1. Factual Allegations
The Whole Foods entities own and operate Whole Foods Market grocery stores, in which they sell a line of Whole Foods branded products marketed as a healthier alternative to other brands. Plaintiffs allege WFM Private Label, L.P., contracted *387with a third-party manufacturer, Defendant Skotidakis, Inc., to produce the Yogurt for sale as a “store-brand” product to be sold at Whole Foods Market grocery stores across the country. The Yogurt was sold in 0% milkfat and 2% milkfat versions.
According to the nutrition facts label on the back of the product, the Yogurt contains 2 grams of sugar per one cup serving. Plaintiffs claim this statement was false. According to six tests conducted by Consumer Reports magazine,3 the Yogurt actually contained 11.4 grams of sugar per serving — nearly six times the stated amount. Plaintiffs rely solely on the testing conducted by Consumer Reports and do not allege they have conducted any independent laboratory testing of the Yogurt to corroborate Consumer Reports’ conclusions. Further, Plaintiffs do not allege which of the two versions of the Yogurt Consumer Reports tested.
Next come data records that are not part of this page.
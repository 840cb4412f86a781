//! CLI argument parsing

use crate::links;
use acbdac_core::types::parse_u8;
use clap::{Parser, Subcommand, ValueEnum};
use std::path::PathBuf;

/// Generate dynamic help text for the link argument
fn link_help() -> String {
    format!(
        "Bridge link to use, as name[:key=value,...] [available: {}]",
        links::link_names_short()
    )
}

#[derive(Parser)]
#[command(name = "acbdac")]
#[command(author, version, about = "ACB DAC array control", long_about = None)]
pub struct Cli {
    /// Verbosity level (-v, -vv)
    #[arg(short, long, action = clap::ArgAction::Count, global = true)]
    pub verbose: u8,

    /// Board configuration file (TOML, may also hold [[channel]] entries)
    #[arg(short, long, global = true)]
    pub config: Option<PathBuf>,

    #[command(subcommand)]
    pub command: Commands,
}

/// Link selection shared by every command that touches the board
#[derive(clap::Args, Debug, Clone)]
pub struct LinkArgs {
    #[arg(short, long, default_value = "dummy", help = link_help())]
    pub link: String,
}

#[derive(Subcommand)]
pub enum Commands {
    /// List link backends compiled into this binary
    ListLinks,

    /// List connected FTDI bridges
    ListDevices,

    /// Print the pin map
    Channels {
        /// Probe the board and show which channels have a DAC behind them
        #[arg(long)]
        probe: bool,

        #[command(flatten)]
        link: LinkArgs,
    },

    /// Probe every configured slot and print the registry
    Probe {
        #[command(flatten)]
        link: LinkArgs,
    },

    /// List addresses answering on one logical bus
    Scan {
        /// Multiplexer port (0-7)
        #[arg(short, long)]
        bus: u8,

        #[command(flatten)]
        link: LinkArgs,
    },

    /// Dump every register of one DAC
    Regs {
        /// Multiplexer port (0-7)
        #[arg(short, long)]
        bus: u8,

        /// DAC address (0x60-0x67)
        #[arg(short, long, value_parser = parse_u8)]
        address: u8,

        #[command(flatten)]
        link: LinkArgs,
    },

    /// Set a channel
    Set {
        /// Channel name from the pin map
        channel: String,

        /// Fraction of full scale (0.0-1.0), or a code with --raw
        value: String,

        /// Treat VALUE as a raw 12-bit code
        #[arg(long)]
        raw: bool,

        /// Voltage reference
        #[arg(long, value_enum, default_value_t = VrefArg::Vdd)]
        vref: VrefArg,

        /// Output gain (internal reference only)
        #[arg(long, value_enum, default_value_t = GainArg::X1)]
        gain: GainArg,

        #[command(flatten)]
        link: LinkArgs,
    },

    /// Read a channel back
    Get {
        /// Channel name from the pin map
        channel: String,

        /// Print the raw 12-bit code
        #[arg(long)]
        raw: bool,

        #[command(flatten)]
        link: LinkArgs,
    },
}

/// Voltage reference on the command line
#[derive(Debug, Clone, Copy, PartialEq, Eq, ValueEnum)]
pub enum VrefArg {
    /// Full scale is VDD
    Vdd,
    /// Internal 2.048 V reference
    Internal,
}

/// Gain on the command line
#[derive(Debug, Clone, Copy, PartialEq, Eq, ValueEnum)]
pub enum GainArg {
    /// x1
    #[value(name = "1")]
    X1,
    /// x2
    #[value(name = "2")]
    X2,
}

#[cfg(test)]
mod tests {
    use super::*;

    #[test]
    fn test_cli_shape() {
        use clap::CommandFactory;
        Cli::command().debug_assert();
    }

    #[test]
    fn test_parse_set() {
        let cli = Cli::try_parse_from([
            "acbdac", "-v", "set", "HEATER", "0.5", "--vref", "internal", "--gain", "2",
        ])
        .unwrap();
        assert_eq!(cli.verbose, 1);
        match cli.command {
            Commands::Set {
                channel,
                value,
                raw,
                vref,
                gain,
                link,
            } => {
                assert_eq!(channel, "HEATER");
                assert_eq!(value, "0.5");
                assert!(!raw);
                assert_eq!(vref, VrefArg::Internal);
                assert_eq!(gain, GainArg::X2);
                assert_eq!(link.link, "dummy");
            }
            _ => panic!("expected set"),
        }
    }

    #[test]
    fn test_parse_regs_hex_address() {
        let cli = Cli::try_parse_from(["acbdac", "regs", "--bus", "1", "--address", "0x64"]).unwrap();
        match cli.command {
            Commands::Regs { bus, address, .. } => {
                assert_eq!(bus, 1);
                assert_eq!(address, 0x64);
            }
            _ => panic!("expected regs"),
        }
    }
}
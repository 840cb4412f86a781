//! acbdac-core - Channel addressing and I2C transactions for the ACB DAC array
//!
//! The analog control board (ACB) exposes up to 96 test points. Each test
//! point is driven by one output of an MCP4728 quad DAC. The DACs sit on
//! three I2C networks fanned out by a TCA9548A multiplexer, and the whole
//! tree hangs off a single FTDI bridge running its MPSSE engine as an I2C
//! master.
//!
//! The crate is layered from the wire up:
//!
//! - [`link`] - the raw byte channel to the bridge (`MpsseLink`)
//! - [`i2c`] - the I2C master state machine encoded as MPSSE commands
//! - [`mux`] - TCA9548A logical bus selection
//! - [`dac`] - the MCP4728 register codec
//! - [`registry`] - which (bus, address) slots are populated
//! - [`pinmap`] - channel names to (bus, address, output) triples
//! - [`board`] - the context object that owns all of the above
//!
//! # Example
//!
//! ```ignore
//! use acbdac_core::board::Board;
//! use acbdac_core::config::BoardConfig;
//! use acbdac_core::pinmap::PinMap;
//!
//! fn drive<L: acbdac_core::link::MpsseLink>(link: L) -> acbdac_core::Result<()> {
//!     let mut board = Board::open(link, BoardConfig::default(), PinMap::acb()?)?;
//!     let report = board.initialize()?;
//!     println!("{}", report);
//!
//!     let out = board.output("SPI0_CS0_IN4")?;
//!     out.set_normalized(0.5)?;
//!     println!("readback: {:.4}", out.read_normalized()?);
//!     Ok(())
//! }
//! ```

#![warn(missing_docs)]
#![warn(rust_2018_idioms)]

pub mod board;
pub mod config;
pub mod dac;
pub mod error;
pub mod i2c;
pub mod link;
pub mod mux;
pub mod pinmap;
pub mod registry;
pub mod types;

pub use error::{Error, Result};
The claimed amount of sugar was much lower than that of competitor’s brands, which generally ranged between five and ten grams of sugár per serving. Plaintiffs allege Defendants were aware the nutritional information on the Yogurt was false, but marketed and sold the product anyway in order to obtain a competitive advantage in the market. Plaintiffs further allege Defendants sold the Yogurt at a higher price than they would have had they labeled the sugar content accurately. Consequently, Plaintiffs claim they were harmed by the alleged misrepresentation because they chose to purchase the Yogurt at least in part based on its low sugar content, and that they paid more for the Yogurt than they would have had the label been truthful. Plaintiffs also allege they relied on Defendants’ representation in purchasing the Yogurt and that they would not have purchased the Yogurt if they had known it actually contained more than 2 grams of sugar per serving.
II. Procedural History
On December 12, 2014, the Judicial Panel for Multidistrict Litigation (JPML) centralized four of the eleven member cases in this Court pursuant to 28 U.S.C. § 1407 for purposes of coordinated pretrial proceedings. See Transfer Order [# 1], The remaining seven member cases were filed or received by this Court on or before April 7, 2015. See April 6, 2015 Transfer Order [#4]. After the Court denied remand to state court in two member cases, Plaintiffs collectively filed the SACC, which is the operative pleading for purposes of the Defendants’ motion.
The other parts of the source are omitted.